There are numerous articles out there about the correlation between Lego and working (especially in tech) so I thought I’d take the opportunity to reflect on an enjoyable afternoon to see what I could learn and compare against common pitfalls we see from working in software engineering.

Rules are made to be broken

Alternative colour pieces (brown bricks instead of white, multi-coloured “metal)

I’m a stickler for following the instructions but when we were struggling to find the blue pieces, my creative daughter suggested we just try brown that we had already found. Low and behold, the end result actually was more pleasing which my daughter even said “See Daddy, looks good!”

Sometimes, using your initiative encourages creativity with better results.

Stop rushing

There were occasions where my Gen Z daughter’s patience was getting the better of her, quickly putting pieces in the wrong place, getting bored waiting for the pieces. I had to remind her there’s no rush and there’s a reason most pieces are added at the necessary steps of the instructions.

Take time to do things properly, enjoy the process and appreciate the end result more.

Trying to find detail amongst chaos

Chaos of multiple Lego sets in one large box

Someone at some point decided it would be sensible to pile all the different boxes of Lego into a large single toy box.
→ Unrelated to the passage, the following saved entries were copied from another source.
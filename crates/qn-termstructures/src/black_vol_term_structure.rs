//! `BlackVolTermStructure`, Black implied volatility by time and strike.
//!
//! Provides the trait and two implementations:
//! * `BlackConstantVol`, flat in time and strike;
//! * `BlackVarianceCurve`, time-dependent and strike-independent, with total
//!   variance interpolated linearly in time.

use crate::term_structure::TermStructure;
use qn_core::{ensure, errors::Result, Real, Time, Volatility};
use qn_math::{Interpolation1D, LinearInterpolation};

/// A Black-volatility term structure.
///
/// Implementors provide at least one of
/// [`black_vol_impl`](BlackVolTermStructure::black_vol_impl) and
/// [`black_variance_impl`](BlackVolTermStructure::black_variance_impl).
pub trait BlackVolTermStructure: TermStructure {
    /// Black volatility for time `t` and strike.
    fn black_vol_impl(&self, t: Time, strike: Real) -> Volatility {
        let t = t.max(1.0e-5);
        (self.black_variance_impl(t, strike) / t).sqrt()
    }

    /// Total Black variance `σ²t` for time `t` and strike.
    fn black_variance_impl(&self, t: Time, strike: Real) -> Real {
        let vol = self.black_vol_impl(t, strike);
        vol * vol * t
    }

    /// Black volatility.
    fn black_vol(&self, t: Time, strike: Real) -> Volatility {
        self.black_vol_impl(t, strike)
    }

    /// Total Black variance.
    fn black_variance(&self, t: Time, strike: Real) -> Real {
        self.black_variance_impl(t, strike)
    }

    /// Forward variance between `t1` and `t2`.
    fn black_forward_variance(&self, t1: Time, t2: Time, strike: Real) -> Real {
        debug_assert!(t2 >= t1, "t2 ({t2}) < t1 ({t1})");
        self.black_variance(t2, strike) - self.black_variance(t1, strike)
    }

    /// Forward volatility between `t1` and `t2`.
    fn black_forward_vol(&self, t1: Time, t2: Time, strike: Real) -> Volatility {
        if t2 - t1 <= f64::EPSILON {
            return self.black_vol(t1, strike);
        }
        (self.black_forward_variance(t1, t2, strike).max(0.0) / (t2 - t1)).sqrt()
    }
}

// ── BlackConstantVol ──────────────────────────────────────────────────────────

/// Flat Black volatility, `σ(t, K) = σ`.
#[derive(Debug, Clone, Copy, PartialEq)]
pub struct BlackConstantVol {
    volatility: Volatility,
}

impl BlackConstantVol {
    /// Constant volatility surface.
    pub fn new(volatility: Volatility) -> Self {
        Self { volatility }
    }

    /// The constant volatility.
    pub fn volatility(&self) -> Volatility {
        self.volatility
    }
}

impl TermStructure for BlackConstantVol {}

impl BlackVolTermStructure for BlackConstantVol {
    fn black_vol_impl(&self, _t: Time, _strike: Real) -> Volatility {
        self.volatility
    }

    fn black_variance_impl(&self, t: Time, _strike: Real) -> Real {
        self.volatility * self.volatility * t
    }
}

// ── BlackVarianceCurve ────────────────────────────────────────────────────────

/// Term structure of at-the-money volatilities.
///
/// Total variance is linear between nodes (starting from zero at `t = 0`)
/// and extrapolated with the last node's volatility.
#[derive(Debug, Clone)]
pub struct BlackVarianceCurve {
    times: Vec<Time>,
    variances: Vec<Real>,
    interpolation: LinearInterpolation,
}

impl BlackVarianceCurve {
    /// Build from strictly increasing positive `times` and the Black
    /// volatilities at those times. Total variance must not decrease.
    pub fn new(times: &[Time], volatilities: &[Volatility]) -> Result<Self> {
        ensure!(
            times.len() == volatilities.len(),
            "{} times but {} volatilities",
            times.len(),
            volatilities.len()
        );
        ensure!(!times.is_empty(), "no volatilities given");
        ensure!(times[0] > 0.0, "first time must be positive, got {}", times[0]);
        let mut ts = vec![0.0];
        let mut vs = vec![0.0];
        for (&t, &v) in times.iter().zip(volatilities) {
            let var = v * v * t;
            ensure!(
                var >= vs[vs.len() - 1],
                "variance must be non-decreasing (at t = {t})"
            );
            ts.push(t);
            vs.push(var);
        }
        let interpolation = LinearInterpolation::new(&ts, &vs)?;
        Ok(Self {
            times: ts,
            variances: vs,
            interpolation,
        })
    }

    /// Node times, starting at zero.
    pub fn times(&self) -> &[Time] {
        &self.times
    }

    /// Instantaneous variance `∂(σ²t)/∂t` at `t`.
    pub fn instantaneous_variance(&self, t: Time) -> Real {
        if t > self.max_time() {
            let n = self.times.len() - 1;
            return self.variances[n] / self.times[n];
        }
        self.interpolation.derivative(t)
    }
}

impl TermStructure for BlackVarianceCurve {
    fn max_time(&self) -> Time {
        self.times[self.times.len() - 1]
    }
}

impl BlackVolTermStructure for BlackVarianceCurve {
    fn black_variance_impl(&self, t: Time, _strike: Real) -> Real {
        let t_max = self.max_time();
        if t <= t_max {
            self.interpolation.value(t)
        } else {
            // flat volatility extrapolation
            self.variances[self.variances.len() - 1] * t / t_max
        }
    }
}

#[cfg(test)]
mod tests {
    use super::*;
    use approx::assert_abs_diff_eq;

    #[test]
    fn constant_vol() {
        let v = BlackConstantVol::new(0.2);
        assert_abs_diff_eq!(v.black_variance(2.0, 100.0), 0.08, epsilon = 1e-15);
        assert_abs_diff_eq!(v.black_forward_vol(1.0, 2.0, 100.0), 0.2, epsilon = 1e-12);
    }

    #[test]
    fn variance_curve_nodes_and_forward_vol() {
        let c = BlackVarianceCurve::new(&[1.0, 2.0], &[0.2, 0.25]).unwrap();
        assert_abs_diff_eq!(c.black_vol(1.0, 0.0), 0.2, epsilon = 1e-12);
        assert_abs_diff_eq!(c.black_vol(2.0, 0.0), 0.25, epsilon = 1e-12);
        // forward variance between 1 and 2 is 0.125 − 0.04
        assert_abs_diff_eq!(
            c.black_forward_vol(1.0, 2.0, 0.0),
            0.085_f64.sqrt(),
            epsilon = 1e-12
        );
        assert_abs_diff_eq!(c.instantaneous_variance(1.5), 0.085, epsilon = 1e-12);
        assert_abs_diff_eq!(c.black_vol(4.0, 0.0), 0.25, epsilon = 1e-12);
    }

    #[test]
    fn decreasing_variance_rejected() {
        assert!(BlackVarianceCurve::new(&[1.0, 2.0], &[0.3, 0.2]).is_err());
    }
}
Maybe it was to pool resources, simplify storage… who knows. By doing so, it looks ridiculously difficult to find specific pieces.

However, we did find that once you know what you’re looking for, it actually becomes easier. Smaller pieces were likely to be towards the bottom or corners, larger pieces at the top. Strangely, even the rare pieces you wouldn’t expect to find became clearer once we know what was being looked for.

Once you know what you’re looking for, it becomes clearer and easier to see. 

Enable others to grow

Early in the process, I offered to help collect the pieces so that my daughter could focus on the building part. Whilst I was mindful of her doing “the easy part”, I was keen for her to focus on how the building process worked. Defining those distinct roles and responsibilities early on made it clear who was doing what too.

Take the brunt out of the boring work enables others to learn. 

Sometimes it hurts

Bleeding cuticles from rummaging through Lego

Rummaging through a large toy-box full of bricks for hours can wear on your skin – both of us commented on sore cuticles and numb finger tips as the hours passed. Even the assembly can pinch or graze your fingers as my daughter realised on several occasions. However, rather than moan about it, we both just battled through to focus on the final goods. Her words: “It’s OK!”

No matter what pain you’re put through, fight on – it’ll be fine.

Take time out

Both of us enjoyed the dedicated time with each other when there was plenty other things that we could have done, my daughter typically watching something on-demand, me doom-scrolling through social media feeds. Even when we both had important things that we could have prioritised, there was nothing that couldn’t wait a few hours.

It helps to unwind and build rapport when it seems there’s “never enough time”.